Bob Aaron firstname.lastname@example.org
July 29, 2000
City's gouging home buyers with hefty fee hike
In a blatant cash grab last month, the City of Toronto instituted a 30 per cent fee increase for its tax certificates from $50 to $65 without any notice to the real estate bar.
For home purchasers, this fee for a worthless and qualified tax certificate is in addition to the $100 charged for a computer printout purportedly stating whether or not there are any zoning bylaw violations. This makes home buyers wonder why it costs so much for disbursements on a typical home purchase, and whether they are getting any value for their money from the city.

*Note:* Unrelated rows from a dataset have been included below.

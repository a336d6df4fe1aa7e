//! Core types and the update-request state machine for SmartFlow.
//!
//! This crate is deliberately free of HTTP and database dependencies. The
//! client, the storage backend, and the reference API all depend on it, so
//! risk thresholds and stage transitions are defined exactly once.

pub mod error;
pub mod lifecycle;
pub mod notification;
pub mod request;
pub mod risk;
pub mod session;
pub mod store;
mod timestamp;

pub use error::{Error, Result};
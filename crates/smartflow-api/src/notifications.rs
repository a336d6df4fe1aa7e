//! Handler for `GET /notifications`.

use std::sync::Arc;

use axum::{Json, extract::State};
use smartflow_core::notification::NotificationList;

use crate::{auth::Bearer, backend::Backend};

/// `GET /notifications`
pub async fn list(State(backend): State<Arc<Backend>>, bearer: Bearer) -> Json<NotificationList> {
  Json(NotificationList { notifications: backend.notifications_for(&bearer.principal) })
}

Why do we need tax certificates? In property transactions, it is important for the purchaser to know what the current year's taxes are, in order to be able to confirm the proper division of taxes between buyer and seller to the day of closing. And it is vital for the buyer to verify that the taxes are in good standing, so that he or she won't get stuck with the vendor's tax arrears for the current or past years.
The vendor's lawyer also needs to know what the taxes are and how much of the bill has been paid, in order to prepare the proper adjustment of the account between the parties.
Until June, all that was required to determine the tax status for any property was a call to the city tax department, and a long wait on hold. The information was free and the operators were courteous. Without charge, lawyers for purchasers could verify that there were no arrears, and lawyers for vendors could get the information they needed to adjust taxes if clients couldn't find tax bills.
Purchasers and lawyers could either rely on the verbal information and hope it was accurate, or protect themselves with a title insurance policy from the possibility that the phone information was wrong.
All this changed June 1. The free phone service ended and there is no more free information for vendors, purchasers or lawyers. This is not an increase of $15 to $65. This is a $65 hike based on the old free phone call response.
Even buyers who have been phoning the city after closing to find out what taxes to pay are more often than not told to send in $65 to get the details. What do you get for $65? The city sends a certificate showing the year's total taxes, the previous year's taxes, any arrears and future outstanding payments. There's also a coupon to fill out and return to notify the city of the ownership change.
In terms of value for money, the $65 certificate is almost worthless. It fails to advise on charges that might be added to the tax bill for past arrears of hydro water and sewer charges, or charges owing for work order or zoning violations. It does not show pending local improvement charges for neighbourhood-sponsored improvements. And, if the owner's last cheque bounces, the certificate will not protect a purchaser from the arrears. No indication is given of when the last cheque was received by the city.
Section 415 of the Municipal Act authorizes a city treasurer to impose an administrative charge for a certified statement of arrears, but prohibits any charge to a person who "forthwith pays the taxes."
Over the course of many transactions, I have never heard of the city waiving the tax certificate charge for a person who immediately wants to pay the taxes. An even worse insult to those buying real estate is the ridiculous response the city provides to a request (accompanied by a $100 fee) to determine whether there are any building and zoning bylaw violations, or any active files or permit applications.
For your $100, the city sends back a computer printout stating the contents of "the computer records of the department." Never mind that the inspector might be walking around with a thick file of bylaw violations. If they're not on the computer, they won't show up on your $100 search. The work order certificate shows whether or not there are active permit applications or inspection files entered in the computer. If they haven't yet been turned into electronic impulses, they won't show up, and the printed report is highly misleading.
Under city bylaws in effect since 1953 in Toronto and later in the other Toronto municipalities, houses can't be built closer to the property boundaries than a certain minimum "setback." Purchasers and lenders want to know if the building is too close to the lot lines, and lawyers frequently send in surveys along with the $100 fee so the city can advise whether the building complies with the lot setback requirements. The City of Toronto refuses to review surveys sent in with work order requests.
Prior to amalgamation, Scarborough routinely examined and commented on surveys, but discontinued this valuable service to "rationalize" its policy with the rest of Toronto.
Why is it that Toronto Hydro and Enbridge Consumers Gas only charge $15 each for arrears searches (and apparently make money on those fees) but the City of Toronto gouges consumers with charges of $65 and $100 for computer printouts? Even these fees pale in comparison to the outrageous fees charged by the City of Toronto Committee of Adjustment to sanction minor zoning breaches and to allow large lots to be divided up to allow two or more houses to be built on the same parcel.
Two years ago the city doubled and tripled fees for Committee of Adjustment applications. It now costs between $325 and $970 for an application for a minor zoning variance, and $1,505 to divide one house lot into two new lots, plus a further $970 for each additional lot.
Mayor Mel Lastman says the city is "open for business," but city policy appears to differ from his words. It is charging more than most municipalities and far more than industry charges for responses to inquiry letters.
At the same time, charging $1,505 to builders who want to put two houses where one existed before to provide more needed housing for Torontonians, is an unfair fee grab.
Perhaps the City's new motto should be "open for business - at a price."